Howe v Dempsey
[2013] NZHC 3243
•5 December 2013
IN THE HIGH COURT OF NEW ZEALAND AUCKLAND REGISTRY
CIV-2012-404-3605 [2013] NZHC 3243
BETWEEN BRUCE WILLIAM HOWE, JENNIFER MARGARET HOWE and MBT LIMITED in their capacities as trustees of ROIDON TRUST
Plaintiffs
ANDPAUL JOHN DEMPSEY Defendant
Hearing: On the papers
Counsel: H L Thompson and S J Ames for Plaintiffs
D J MacRae for Defendant
Judgment: 5 December 2013
JUDGMENT OF MILLER J (On Costs)
[1] On 5 September 2013 I delivered judgment in this proceeding, finding for the plaintiffs in their claim for:
a) interest at the contractual rate for late settlement ($729,437.47);
b) damages for rates and insurance following delay ($13,935.69); and c) interest under the Judicature Act on that sum.
[2] I found for the defendant on his counterclaim for return of the deposit, and gave a credit for this ($500,100) and interest under the Judicature Act against the total judgment sum he had to pay to the plaintiffs. Overall the defendant was ordered to pay the plaintiffs $258,135.95, including interest ($243,272 without
interest).
HOWE & ORS v DEMPSEY CIV-2012-404-3605 [2013] NZHC 3243 [5 December 2013]

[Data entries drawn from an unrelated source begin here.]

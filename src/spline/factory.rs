//! Runtime dispatch from `(para_dim, dim, family)` and flat buffers to a compiled kernel.
//!
//! Every family is instantiated for parametric and physical dimensions 1 to 3.

use crate::bezier::{Bezier, RationalBezier};
use crate::bspline::{BSpline, Nurbs};
use crate::error::{Result, SplineError};

use super::{SharedSpline, SplineFamily};

/// Flat buffers describing a spline
///
/// Degrees are floating point values truncated to integers.
/// Control points are row-major with `dim` coordinates each.
#[derive(Clone, Copy, Debug, Default)]
pub struct SplineBuffers<'a> {
    pub degrees: &'a [f64],
    /// One knot vector per parametric axis, knotted families only
    pub knot_vectors: Option<&'a [Vec<f64>]>,
    pub control_points: &'a [f64],
    /// One weight per control point, rational families only
    pub weights: Option<&'a [f64]>,
}

impl SplineBuffers<'_> {
    /// Check that exactly the buffers used by `family` are present
    pub fn expect_layout(&self, family: SplineFamily) -> Result<()> {
        match (family.has_knot_vectors(), self.knot_vectors.is_some()) {
            (true, false) => {
                return Err(SplineError::Construction(format!(
                    "{family} requires knot vectors"
                )))
            }
            (false, true) => {
                return Err(SplineError::Construction(format!(
                    "{family} does not take knot vectors"
                )))
            }
            _ => {}
        }
        match (family.is_rational(), self.weights.is_some()) {
            (true, false) => Err(SplineError::Construction(format!(
                "{family} requires weights"
            ))),
            (false, true) => Err(SplineError::Construction(format!(
                "{family} does not take weights"
            ))),
            _ => Ok(()),
        }
    }
}

fn build<const P: usize, const D: usize>(
    family: SplineFamily,
    buffers: &SplineBuffers<'_>,
) -> Result<SharedSpline> {
    Ok(match family {
        SplineFamily::Bezier => Bezier::<f64, P, D>::try_from_buffers(buffers)?.into_shared(),
        SplineFamily::RationalBezier => {
            RationalBezier::<f64, P, D>::try_from_buffers(buffers)?.into_shared()
        }
        SplineFamily::BSpline => BSpline::<f64, P, D>::try_from_buffers(buffers)?.into_shared(),
        SplineFamily::Nurbs => Nurbs::<f64, P, D>::try_from_buffers(buffers)?.into_shared(),
    })
}

/// Create a spline of `family` behind the capability interface
pub fn create_family(
    para_dim: usize,
    dim: usize,
    family: SplineFamily,
    buffers: &SplineBuffers<'_>,
) -> Result<SharedSpline> {
    log::debug!("creating {family} with parametric dimension {para_dim}, physical dimension {dim}");
    match (para_dim, dim) {
        (1, 1) => build::<1, 1>(family, buffers),
        (1, 2) => build::<1, 2>(family, buffers),
        (1, 3) => build::<1, 3>(family, buffers),
        (2, 1) => build::<2, 1>(family, buffers),
        (2, 2) => build::<2, 2>(family, buffers),
        (2, 3) => build::<2, 3>(family, buffers),
        (3, 1) => build::<3, 1>(family, buffers),
        (3, 2) => build::<3, 2>(family, buffers),
        (3, 3) => build::<3, 3>(family, buffers),
        _ => Err(SplineError::UnsupportedDimension { para_dim, dim }),
    }
}

/// Create a spline from the rational and knotted flags
///
/// # Example
/// ```
/// use splinekit::prelude::*;
/// let buffers = SplineBuffers {
///     degrees: &[1.],
///     control_points: &[0., 1.],
///     ..Default::default()
/// };
/// let line = create(1, 1, false, false, &buffers).unwrap();
/// assert_eq!(line.name(), "Bezier");
/// assert!(create(4, 1, false, false, &buffers).is_err());
/// ```
pub fn create(
    para_dim: usize,
    dim: usize,
    rational: bool,
    knotted: bool,
    buffers: &SplineBuffers<'_>,
) -> Result<SharedSpline> {
    create_family(
        para_dim,
        dim,
        SplineFamily::from_flags(rational, knotted),
        buffers,
    )
}

pub fn create_bezier(
    para_dim: usize,
    dim: usize,
    degrees: &[f64],
    control_points: &[f64],
) -> Result<SharedSpline> {
    let buffers = SplineBuffers {
        degrees,
        control_points,
        ..Default::default()
    };
    create_family(para_dim, dim, SplineFamily::Bezier, &buffers)
}

pub fn create_rational_bezier(
    para_dim: usize,
    dim: usize,
    degrees: &[f64],
    control_points: &[f64],
    weights: &[f64],
) -> Result<SharedSpline> {
    let buffers = SplineBuffers {
        degrees,
        control_points,
        weights: Some(weights),
        ..Default::default()
    };
    create_family(para_dim, dim, SplineFamily::RationalBezier, &buffers)
}

pub fn create_bspline(
    para_dim: usize,
    dim: usize,
    degrees: &[f64],
    knot_vectors: &[Vec<f64>],
    control_points: &[f64],
) -> Result<SharedSpline> {
    let buffers = SplineBuffers {
        degrees,
        knot_vectors: Some(knot_vectors),
        control_points,
        ..Default::default()
    };
    create_family(para_dim, dim, SplineFamily::BSpline, &buffers)
}

pub fn create_nurbs(
    para_dim: usize,
    dim: usize,
    degrees: &[f64],
    knot_vectors: &[Vec<f64>],
    control_points: &[f64],
    weights: &[f64],
) -> Result<SharedSpline> {
    let buffers = SplineBuffers {
        degrees,
        knot_vectors: Some(knot_vectors),
        control_points,
        weights: Some(weights),
    };
    create_family(para_dim, dim, SplineFamily::Nurbs, &buffers)
}
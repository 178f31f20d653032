/// A distinct knot value and the number of times it repeats in a knot vector
#[derive(Clone, Copy, Debug, PartialEq)]
pub struct KnotMultiplicity<T> {
    knot: T,
    multiplicity: usize,
}

impl<T: Copy> KnotMultiplicity<T> {
    pub fn new(knot: T, multiplicity: usize) -> Self {
        Self { knot, multiplicity }
    }

    pub fn knot(&self) -> T {
        self.knot
    }

    pub fn multiplicity(&self) -> usize {
        self.multiplicity
    }

    /// Whether the basis of `degree` is discontinuous at this knot
    pub fn is_full(&self, degree: usize) -> bool {
        self.multiplicity > degree
    }
}
//! Ordered operand checks run before addition, multiplication and composition.

use super::Spline;
use crate::error::{Result, SplineError};

/// How a product combines the physical dimensions of its operands
#[derive(Clone, Copy, Debug, PartialEq, Eq)]
pub enum ProductKind {
    /// The right operand is a scalar field, the result keeps the left dimension
    Scalar,
    /// Equal dimensions, the result is the pointwise dot product
    Dot,
}

fn describe(operation: &str, requirement: &str, lhs: &dyn Spline, rhs: &dyn Spline) -> String {
    format!(
        "{operation} requires {requirement}. (lhs: {} / rhs: {})",
        lhs.what_am_i(),
        rhs.what_am_i()
    )
}

fn check_family_and_para_dim(operation: &str, lhs: &dyn Spline, rhs: &dyn Spline) -> Result<()> {
    if lhs.family() != rhs.family() {
        return Err(SplineError::DimensionMismatch(describe(
            operation,
            "splines of the same type",
            lhs,
            rhs,
        )));
    }
    if lhs.para_dim() != rhs.para_dim() {
        return Err(SplineError::DimensionMismatch(describe(
            operation,
            "splines of the same parametric dimension",
            lhs,
            rhs,
        )));
    }
    Ok(())
}

pub fn check_addable(lhs: &dyn Spline, rhs: &dyn Spline) -> Result<()> {
    check_family_and_para_dim("Spline addition", lhs, rhs)?;
    if lhs.dim() != rhs.dim() {
        return Err(SplineError::DimensionMismatch(describe(
            "Spline addition",
            "splines of the same physical dimension",
            lhs,
            rhs,
        )));
    }
    Ok(())
}

pub fn check_multipliable(lhs: &dyn Spline, rhs: &dyn Spline) -> Result<ProductKind> {
    check_family_and_para_dim("Spline multiplication", lhs, rhs)?;
    if rhs.dim() == 1 {
        Ok(ProductKind::Scalar)
    } else if lhs.dim() == rhs.dim() {
        Ok(ProductKind::Dot)
    } else {
        Err(SplineError::DimensionMismatch(describe(
            "Spline multiplication",
            "a scalar field or splines of the same physical dimension",
            lhs,
            rhs,
        )))
    }
}

pub fn check_composable(outer: &dyn Spline, inner: &dyn Spline) -> Result<()> {
    if !inner.family().is_bezier_family() {
        return Err(SplineError::UnsupportedOperation(describe(
            "Spline composition",
            "a Bezier or rational Bezier inner function",
            outer,
            inner,
        )));
    }
    if inner.dim() != outer.para_dim() {
        return Err(SplineError::DimensionMismatch(describe(
            "Spline composition",
            "the physical dimension of the inner function to match the outer parametric dimension",
            outer,
            inner,
        )));
    }
    Ok(())
}

/// Downcast an operand that already passed the tag checks
pub fn downcast<'a, S: Spline>(spline: &'a dyn Spline, expected: &str) -> Result<&'a S> {
    spline.as_any().downcast_ref::<S>().ok_or_else(|| {
        SplineError::DimensionMismatch(format!(
            "expected {expected}, got {}",
            spline.what_am_i()
        ))
    })
}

[3] I indicated I expected counsel to agree on costs, subject to any Calderbank offers. They have not been able to agree. The plaintiffs have applied for 2B costs, while the defendant argues that costs should lie where they fall.

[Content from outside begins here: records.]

use argmin::core::{Executor, State};
use nalgebra::DVector;

use super::{
    squared_distance, ProximityNewton, ProximityOptions, ProximityProblem, ProximitySamples,
};
use crate::error::{Result, SplineError};
use crate::spline::Spline;

/// Nearest point of a spline to a query point
#[derive(Clone, Debug, PartialEq)]
pub struct ProximityResult {
    pub parameter: Vec<f64>,
    pub point: Vec<f64>,
    pub distance: f64,
}

/// Nearest point queries against one spline, seeded by its cached sample grid
pub struct Proximity<'a> {
    spline: &'a dyn Spline,
    samples: &'a ProximitySamples,
    options: ProximityOptions,
}

impl<'a> Proximity<'a> {
    pub(crate) fn try_new(spline: &'a dyn Spline, options: ProximityOptions) -> Result<Self> {
        if !(options.gamma > 0. && options.gamma <= 1.) {
            return Err(SplineError::InvalidParameter(format!(
                "Newton step scale must be in (0, 1], got {}",
                options.gamma
            )));
        }
        let samples = spline
            .proximity_cache()
            .get_or_try_init(|| ProximitySamples::try_new(spline, options.samples_per_axis))?;
        Ok(Self {
            spline,
            samples,
            options,
        })
    }

    pub fn samples(&self) -> &ProximitySamples {
        self.samples
    }

    /// Find the parameter whose image is closest to `query`
    pub fn nearest(&self, query: &[f64]) -> Result<ProximityResult> {
        if query.len() != self.spline.dim() {
            return Err(SplineError::InvalidParameter(format!(
                "query point has {} coordinates, expected {}",
                query.len(),
                self.spline.dim()
            )));
        }

        let seed = self.samples.parameters[self.samples.closest(query)].clone();
        let para_dim = self.spline.para_dim();
        let bounds = self.spline.parametric_bounds();
        let bounds = (0..para_dim)
            .map(|axis| (bounds[axis], bounds[para_dim + axis]))
            .collect();

        let solver = ProximityNewton::new(bounds, self.options.gamma, self.options.step_tolerance);
        let res = Executor::new(ProximityProblem::new(self.spline, query), solver)
            .configure(|state| {
                state
                    .param(DVector::from_vec(seed))
                    .max_iters(self.options.max_iters)
            })
            .run()?;
        log::trace!(
            "proximity search terminated after {} iterations: {:?}",
            res.state().get_iter(),
            res.state().get_termination_status()
        );
        let parameter = res
            .state()
            .get_best_param()
            .cloned()
            .ok_or(anyhow::anyhow!("No best parameter found"))?;

        let point = self.spline.evaluate(parameter.as_slice())?;
        let distance = squared_distance(&point, query).sqrt();
        Ok(ProximityResult {
            parameter: parameter.as_slice().to_vec(),
            point,
            distance,
        })
    }
}
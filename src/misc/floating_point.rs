use nalgebra::RealField;
use num_traits::ToPrimitive;
use simba::scalar::SupersetOf;

/// Trait for floating point types (f32, f64)
/// Mainly used to identify the type of the field in nalgebra
pub trait FloatingPoint: RealField + ToPrimitive + Copy {}

impl FloatingPoint for f32 {}
impl FloatingPoint for f64 {}

/// Convert an index or a count into the scalar field
pub fn cast_usize<T: FloatingPoint>(value: usize) -> T {
    <T as SupersetOf<f64>>::from_subset(&(value as f64))
}
//! Conversions between the flat buffers of the dynamic interface and the fixed size kernel types.

use nalgebra::SVector;

use crate::error::{Result, SplineError};
use crate::knot::KnotVector;

/// Parametric coordinate of a `P` dimensional parameter space
pub fn to_param<const P: usize>(para_coord: &[f64]) -> Result<[f64; P]> {
    para_coord.try_into().map_err(|_| {
        SplineError::InvalidParameter(format!(
            "expected {P} parametric coordinates, got {}",
            para_coord.len()
        ))
    })
}

/// Derivative orders, one per parametric axis
pub fn to_orders<const P: usize>(orders: &[usize]) -> Result<[usize; P]> {
    orders.try_into().map_err(|_| {
        SplineError::InvalidParameter(format!(
            "expected {P} derivative orders, got {}",
            orders.len()
        ))
    })
}

/// Truncate floating point degrees to integers
pub fn to_degrees<const P: usize>(degrees: &[f64]) -> Result<[usize; P]> {
    if degrees.len() != P {
        return Err(SplineError::size_mismatch("degrees", P, degrees.len()));
    }
    if degrees.iter().any(|d| !d.is_finite() || *d < 0.) {
        return Err(SplineError::Construction(format!(
            "degrees must be finite and non-negative, got {degrees:?}"
        )));
    }
    Ok(std::array::from_fn(|axis| degrees[axis].trunc() as usize))
}

pub fn to_knot_vectors<const P: usize>(knot_vectors: &[Vec<f64>]) -> Result<[KnotVector<f64>; P]> {
    if knot_vectors.len() != P {
        return Err(SplineError::size_mismatch(
            "knot vectors",
            P,
            knot_vectors.len(),
        ));
    }
    let parsed = knot_vectors
        .iter()
        .map(|knots| KnotVector::try_new(knots.clone()))
        .collect::<Result<Vec<_>>>()?;
    parsed
        .try_into()
        .map_err(|_| SplineError::size_mismatch("knot vectors", P, knot_vectors.len()))
}

/// Split row-major coordinates into points of width `D`
pub fn to_points<const D: usize>(coordinates: &[f64]) -> Result<Vec<SVector<f64, D>>> {
    if D == 0 || coordinates.len() % D != 0 {
        return Err(SplineError::Construction(format!(
            "control point buffer of length {} is not a multiple of the physical dimension {D}",
            coordinates.len()
        )));
    }
    if coordinates.iter().any(|c| !c.is_finite()) {
        return Err(SplineError::non_finite("control point buffer"));
    }
    Ok(coordinates
        .chunks_exact(D)
        .map(SVector::<f64, D>::from_column_slice)
        .collect())
}

pub fn flatten_points<const D: usize>(points: &[SVector<f64, D>]) -> Vec<f64> {
    points.iter().flat_map(|p| p.iter().copied()).collect()
}

pub fn flatten_bounds<const P: usize>(bounds: &[(f64, f64); P]) -> Vec<f64> {
    bounds
        .iter()
        .map(|b| b.0)
        .chain(bounds.iter().map(|b| b.1))
        .collect()
}

#[cfg(test)]
mod tests {
    use super::*;

    #[test]
    fn degrees_are_truncated() {
        assert_eq!(to_degrees::<2>(&[2.7, 1.0]).unwrap(), [2, 1]);
        assert!(to_degrees::<2>(&[-1., 1.]).is_err());
        assert!(to_degrees::<2>(&[f64::NAN, 1.]).is_err());
        assert!(to_degrees::<1>(&[1., 1.]).is_err());
    }

    #[test]
    fn points_from_rows() {
        let points = to_points::<2>(&[0., 1., 2., 3.]).unwrap();
        assert_eq!(points.len(), 2);
        assert_eq!(points[1].y, 3.);
        assert!(to_points::<2>(&[0., 1., 2.]).is_err());
        assert_eq!(flatten_points(&points), vec![0., 1., 2., 3.]);
    }

    #[test]
    fn coordinate_length_is_checked() {
        assert!(to_param::<2>(&[0.5]).is_err());
        assert_eq!(to_param::<2>(&[0.5, 0.25]).unwrap(), [0.5, 0.25]);
        assert_eq!(flatten_bounds(&[(0., 1.), (2., 3.)]), vec![0., 2., 1., 3.]);
    }
}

[4] In the Court’s discretion,1 costs may be refused to a successful party which failed without reasonable excuse to accept an offer of settlement.2
[5] It transpires that settlement offers were made on each side. The defendant wrote to the plaintiffs on 23 May 2012 offering to settle for a payment of $50,000 by the plaintiffs. The plaintiffs responded on 24 May 2013, counter-offering to settle for a payment of $250,000 by the defendant. This figure was made up of a net loss
on resale of $179,024,3 a credit for the deposit the defendant had paid, and an
addition of $70,976, assumedly for interest and costs in the legal proceeding.

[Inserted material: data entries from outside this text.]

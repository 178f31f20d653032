#![allow(clippy::needless_range_loop)]

mod bezier;
mod bspline;
mod decompose;
mod error;
mod knot;
mod misc;
mod proximity;
mod spline;
mod split;

pub mod prelude {
    pub use crate::bezier::*;
    pub use crate::bspline::*;
    pub use crate::decompose::*;
    pub use crate::error::SplineError;
    pub use crate::knot::*;
    pub use crate::misc::FloatingPoint;
    pub use crate::proximity::*;
    pub use crate::spline::*;
    pub use crate::split::*;
}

[6] The plaintiffs argue that they were the successful party overall, that the defendant filed his counterclaim very late, and that significant trial time was taken up on issues on which the defendant was ultimately unsuccessful. They submit that the defendant would normally be entitled to a 25 per cent discount in the costs award
for his successful counterclaim,4 but he unreasonably refused to accept the
settlement offer so should get nothing.
[7] The defendant submits that he is entitled to 2B costs on his successful counterclaim. The plaintiff was not the successful party overall – the plaintiff claimed $1,039,026, and was actually awarded much less than that. The settlement offer was made only 5 working days before the trial commenced, and at that time the parties’ costs would have been very similar. In addition, the allowance of $70,976 for interest and costs to be awarded with the judgment was unreasonable, as it did not make allowance for the defendant’s costs or interest which would be awarded to the defendant for the counterclaim, and the actual sum of further costs and disbursements and interest incurred by the plaintiffs would only amount to $15,000.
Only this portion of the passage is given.